Stored items:
——————————

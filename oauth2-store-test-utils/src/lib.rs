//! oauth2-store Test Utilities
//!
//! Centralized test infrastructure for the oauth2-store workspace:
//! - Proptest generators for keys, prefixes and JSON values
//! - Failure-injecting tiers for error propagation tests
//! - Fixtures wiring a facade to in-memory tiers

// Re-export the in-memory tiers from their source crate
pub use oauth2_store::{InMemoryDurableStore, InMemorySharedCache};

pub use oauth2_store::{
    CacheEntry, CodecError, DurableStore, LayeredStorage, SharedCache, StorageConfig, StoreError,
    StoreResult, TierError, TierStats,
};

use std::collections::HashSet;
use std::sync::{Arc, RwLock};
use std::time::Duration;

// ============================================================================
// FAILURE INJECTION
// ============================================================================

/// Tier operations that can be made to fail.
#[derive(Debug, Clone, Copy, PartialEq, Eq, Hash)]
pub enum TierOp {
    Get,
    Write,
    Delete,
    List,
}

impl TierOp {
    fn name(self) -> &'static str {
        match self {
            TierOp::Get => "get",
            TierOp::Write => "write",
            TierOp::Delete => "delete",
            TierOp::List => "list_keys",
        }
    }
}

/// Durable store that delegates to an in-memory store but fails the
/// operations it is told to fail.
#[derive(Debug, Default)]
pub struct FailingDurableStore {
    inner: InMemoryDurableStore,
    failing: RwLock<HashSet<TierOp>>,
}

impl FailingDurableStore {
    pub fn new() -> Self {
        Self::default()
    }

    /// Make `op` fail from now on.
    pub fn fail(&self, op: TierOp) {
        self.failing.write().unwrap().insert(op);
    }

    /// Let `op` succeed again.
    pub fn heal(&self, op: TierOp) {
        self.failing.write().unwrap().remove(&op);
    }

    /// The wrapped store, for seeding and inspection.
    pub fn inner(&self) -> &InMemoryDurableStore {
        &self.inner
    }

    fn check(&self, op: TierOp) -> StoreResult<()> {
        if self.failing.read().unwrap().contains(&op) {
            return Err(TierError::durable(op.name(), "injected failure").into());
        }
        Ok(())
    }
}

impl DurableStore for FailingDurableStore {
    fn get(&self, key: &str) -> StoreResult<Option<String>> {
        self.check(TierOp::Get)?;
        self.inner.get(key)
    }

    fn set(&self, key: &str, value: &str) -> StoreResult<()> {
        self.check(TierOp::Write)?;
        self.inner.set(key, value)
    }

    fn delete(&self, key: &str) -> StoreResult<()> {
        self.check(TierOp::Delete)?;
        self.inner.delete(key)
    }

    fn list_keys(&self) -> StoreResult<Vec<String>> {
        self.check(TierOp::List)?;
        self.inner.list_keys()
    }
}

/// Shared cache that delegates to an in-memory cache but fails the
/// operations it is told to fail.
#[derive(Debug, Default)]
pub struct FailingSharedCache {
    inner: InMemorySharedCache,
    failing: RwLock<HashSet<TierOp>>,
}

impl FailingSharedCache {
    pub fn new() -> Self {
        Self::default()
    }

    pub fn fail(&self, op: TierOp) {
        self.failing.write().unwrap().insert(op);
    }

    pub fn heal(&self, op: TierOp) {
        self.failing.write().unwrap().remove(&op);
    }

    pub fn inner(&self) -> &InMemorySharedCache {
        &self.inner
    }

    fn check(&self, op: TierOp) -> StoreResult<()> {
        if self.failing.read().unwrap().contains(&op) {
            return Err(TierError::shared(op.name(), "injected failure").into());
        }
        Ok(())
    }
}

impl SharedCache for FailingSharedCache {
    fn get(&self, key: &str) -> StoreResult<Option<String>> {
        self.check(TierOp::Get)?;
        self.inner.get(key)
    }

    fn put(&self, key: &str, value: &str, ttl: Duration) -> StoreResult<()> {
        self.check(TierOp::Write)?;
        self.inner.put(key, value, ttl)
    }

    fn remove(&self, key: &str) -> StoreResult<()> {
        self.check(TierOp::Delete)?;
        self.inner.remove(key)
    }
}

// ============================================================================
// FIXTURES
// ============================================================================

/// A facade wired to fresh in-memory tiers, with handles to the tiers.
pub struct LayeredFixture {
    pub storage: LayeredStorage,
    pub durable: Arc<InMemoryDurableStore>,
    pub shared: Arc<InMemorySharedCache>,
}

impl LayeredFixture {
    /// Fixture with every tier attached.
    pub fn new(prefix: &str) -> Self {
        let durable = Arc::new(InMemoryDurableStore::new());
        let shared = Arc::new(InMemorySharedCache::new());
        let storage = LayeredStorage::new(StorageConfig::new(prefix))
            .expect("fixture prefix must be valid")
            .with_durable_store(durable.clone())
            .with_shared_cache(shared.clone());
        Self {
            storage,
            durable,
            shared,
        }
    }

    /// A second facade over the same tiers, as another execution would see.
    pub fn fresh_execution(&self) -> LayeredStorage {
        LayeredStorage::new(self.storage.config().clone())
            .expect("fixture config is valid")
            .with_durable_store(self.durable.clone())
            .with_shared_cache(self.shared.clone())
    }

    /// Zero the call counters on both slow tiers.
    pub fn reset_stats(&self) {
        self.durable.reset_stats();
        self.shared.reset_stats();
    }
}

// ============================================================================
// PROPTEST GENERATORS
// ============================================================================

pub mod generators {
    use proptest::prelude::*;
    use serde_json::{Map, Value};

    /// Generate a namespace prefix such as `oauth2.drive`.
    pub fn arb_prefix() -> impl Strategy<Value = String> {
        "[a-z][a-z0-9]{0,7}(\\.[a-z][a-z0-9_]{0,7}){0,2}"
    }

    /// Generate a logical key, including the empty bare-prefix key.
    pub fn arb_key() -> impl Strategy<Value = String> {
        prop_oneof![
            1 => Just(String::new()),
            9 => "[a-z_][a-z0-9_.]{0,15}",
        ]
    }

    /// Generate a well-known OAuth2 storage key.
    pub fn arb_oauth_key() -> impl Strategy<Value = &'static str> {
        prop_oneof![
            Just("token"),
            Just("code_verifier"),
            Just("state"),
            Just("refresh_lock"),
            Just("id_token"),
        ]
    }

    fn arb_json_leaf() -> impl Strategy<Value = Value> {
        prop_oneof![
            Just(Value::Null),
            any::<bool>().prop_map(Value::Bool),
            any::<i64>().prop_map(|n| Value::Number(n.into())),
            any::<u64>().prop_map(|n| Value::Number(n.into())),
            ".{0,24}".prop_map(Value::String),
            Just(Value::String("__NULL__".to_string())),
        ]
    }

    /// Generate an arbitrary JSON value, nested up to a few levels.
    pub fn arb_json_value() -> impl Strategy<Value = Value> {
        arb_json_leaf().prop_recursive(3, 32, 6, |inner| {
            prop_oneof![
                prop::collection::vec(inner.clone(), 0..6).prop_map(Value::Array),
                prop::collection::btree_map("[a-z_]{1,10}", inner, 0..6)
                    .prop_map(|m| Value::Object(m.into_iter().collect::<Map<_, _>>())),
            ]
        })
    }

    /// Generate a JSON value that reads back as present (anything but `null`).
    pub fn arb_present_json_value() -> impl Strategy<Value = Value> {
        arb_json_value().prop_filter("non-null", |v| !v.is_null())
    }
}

——————————

- **Requirement**
The word "impl" occurs on some lines of the data. Give the number of those lines only.

- **Finished exercise**
12